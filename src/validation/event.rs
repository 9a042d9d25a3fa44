//! Typed log events accepted by the ingestion endpoint.
//!
//! These are only ever built from input that already passed the field
//! table in `schema.rs`. Numbers are kept as `serde_json::Number` so the
//! canonical form carries the caller's value unchanged.

use serde::{Deserialize, Serialize};
use serde_json::Number;

/// One log event as delivered by an upstream log drain.
#[derive(Debug, Clone, PartialEq, Serialize, Deserialize)]
#[serde(rename_all = "camelCase")]
pub struct LogEvent {
    pub id: String,
    pub deployment_id: String,
    pub source: String,
    pub host: String,
    pub timestamp: Number,
    pub project_id: String,
    #[serde(default, skip_serializing_if = "Option::is_none")]
    pub level: Option<String>,
    #[serde(default, skip_serializing_if = "Option::is_none")]
    pub message: Option<String>,
    #[serde(default, skip_serializing_if = "Option::is_none")]
    pub build_id: Option<String>,
    #[serde(default, skip_serializing_if = "Option::is_none")]
    pub entrypoint: Option<String>,
    #[serde(default, skip_serializing_if = "Option::is_none")]
    pub destination: Option<String>,
    #[serde(default, skip_serializing_if = "Option::is_none")]
    pub path: Option<String>,
    #[serde(rename = "type", default, skip_serializing_if = "Option::is_none")]
    pub event_type: Option<String>,
    #[serde(default, skip_serializing_if = "Option::is_none")]
    pub status_code: Option<Number>,
    #[serde(default, skip_serializing_if = "Option::is_none")]
    pub request_id: Option<String>,
    #[serde(default, skip_serializing_if = "Option::is_none")]
    pub environment: Option<String>,
    #[serde(default, skip_serializing_if = "Option::is_none")]
    pub branch: Option<String>,
    #[serde(default, skip_serializing_if = "Option::is_none")]
    pub ja3_digest: Option<String>,
    #[serde(default, skip_serializing_if = "Option::is_none")]
    pub ja4_digest: Option<String>,
    #[serde(default, skip_serializing_if = "Option::is_none")]
    pub edge_type: Option<String>,
    #[serde(default, skip_serializing_if = "Option::is_none")]
    pub project_name: Option<String>,
    #[serde(default, skip_serializing_if = "Option::is_none")]
    pub execution_region: Option<String>,
    #[serde(default, skip_serializing_if = "Option::is_none")]
    pub trace_id: Option<String>,
    #[serde(default, skip_serializing_if = "Option::is_none")]
    pub span_id: Option<String>,
    #[serde(default, skip_serializing_if = "Option::is_none")]
    pub proxy: Option<ProxyInfo>,
}

/// Edge proxy details attached to request-level events.
#[derive(Debug, Clone, PartialEq, Serialize, Deserialize)]
#[serde(rename_all = "camelCase")]
pub struct ProxyInfo {
    pub timestamp: Number,
    pub method: String,
    pub host: String,
    pub path: String,
    pub user_agent: Vec<String>,
    pub region: String,
    #[serde(default, skip_serializing_if = "Option::is_none")]
    pub referer: Option<String>,
    #[serde(default, skip_serializing_if = "Option::is_none")]
    pub status_code: Option<Number>,
    #[serde(default, skip_serializing_if = "Option::is_none")]
    pub client_ip: Option<String>,
    #[serde(default, skip_serializing_if = "Option::is_none")]
    pub scheme: Option<String>,
    #[serde(default, skip_serializing_if = "Option::is_none")]
    pub response_byte_size: Option<Number>,
    #[serde(default, skip_serializing_if = "Option::is_none")]
    pub cache_id: Option<String>,
    #[serde(default, skip_serializing_if = "Option::is_none")]
    pub path_type: Option<String>,
    #[serde(default, skip_serializing_if = "Option::is_none")]
    pub path_type_variant: Option<String>,
    #[serde(default, skip_serializing_if = "Option::is_none")]
    pub vercel_id: Option<String>,
    #[serde(default, skip_serializing_if = "Option::is_none")]
    pub vercel_cache: Option<String>,
    #[serde(default, skip_serializing_if = "Option::is_none")]
    pub lambda_region: Option<String>,
    #[serde(default, skip_serializing_if = "Option::is_none")]
    pub waf_action: Option<String>,
    #[serde(default, skip_serializing_if = "Option::is_none")]
    pub waf_rule_id: Option<String>,
}

#[cfg(test)]
mod tests {
    use super::*;
    use serde_json::json;

    #[test]
    fn test_absent_optionals_are_omitted() {
        let event: LogEvent = serde_json::from_value(json!({
            "id": "1",
            "deploymentId": "d",
            "source": "s",
            "host": "h",
            "timestamp": 1700000000,
            "projectId": "p"
        }))
        .unwrap();

        let serialized = serde_json::to_value(&event).unwrap();
        let obj = serialized.as_object().unwrap();
        assert_eq!(obj.len(), 6);
        assert!(!obj.contains_key("level"));
        assert_eq!(obj["timestamp"], json!(1700000000));
    }

    #[test]
    fn test_wire_names() {
        let event: LogEvent = serde_json::from_value(json!({
            "id": "1",
            "deploymentId": "d",
            "source": "edge",
            "host": "h",
            "timestamp": 1,
            "projectId": "p",
            "type": "middleware-invocation",
            "ja3Digest": "abc",
            "proxy": {
                "timestamp": 2,
                "method": "GET",
                "host": "h",
                "path": "/",
                "userAgent": ["curl/8"],
                "region": "iad1",
                "responseByteSize": 512
            }
        }))
        .unwrap();

        assert_eq!(event.event_type.as_deref(), Some("middleware-invocation"));
        assert_eq!(event.ja3_digest.as_deref(), Some("abc"));
        let proxy = event.proxy.as_ref().unwrap();
        assert_eq!(proxy.user_agent, vec!["curl/8".to_string()]);
        assert_eq!(proxy.response_byte_size, Some(Number::from(512)));
    }
}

::::::

Across the entries above, find each line with the word "events" and please copy it out.

//! Typed log events accepted by the ingestion endpoint.
/// Edge proxy details attached to request-level events.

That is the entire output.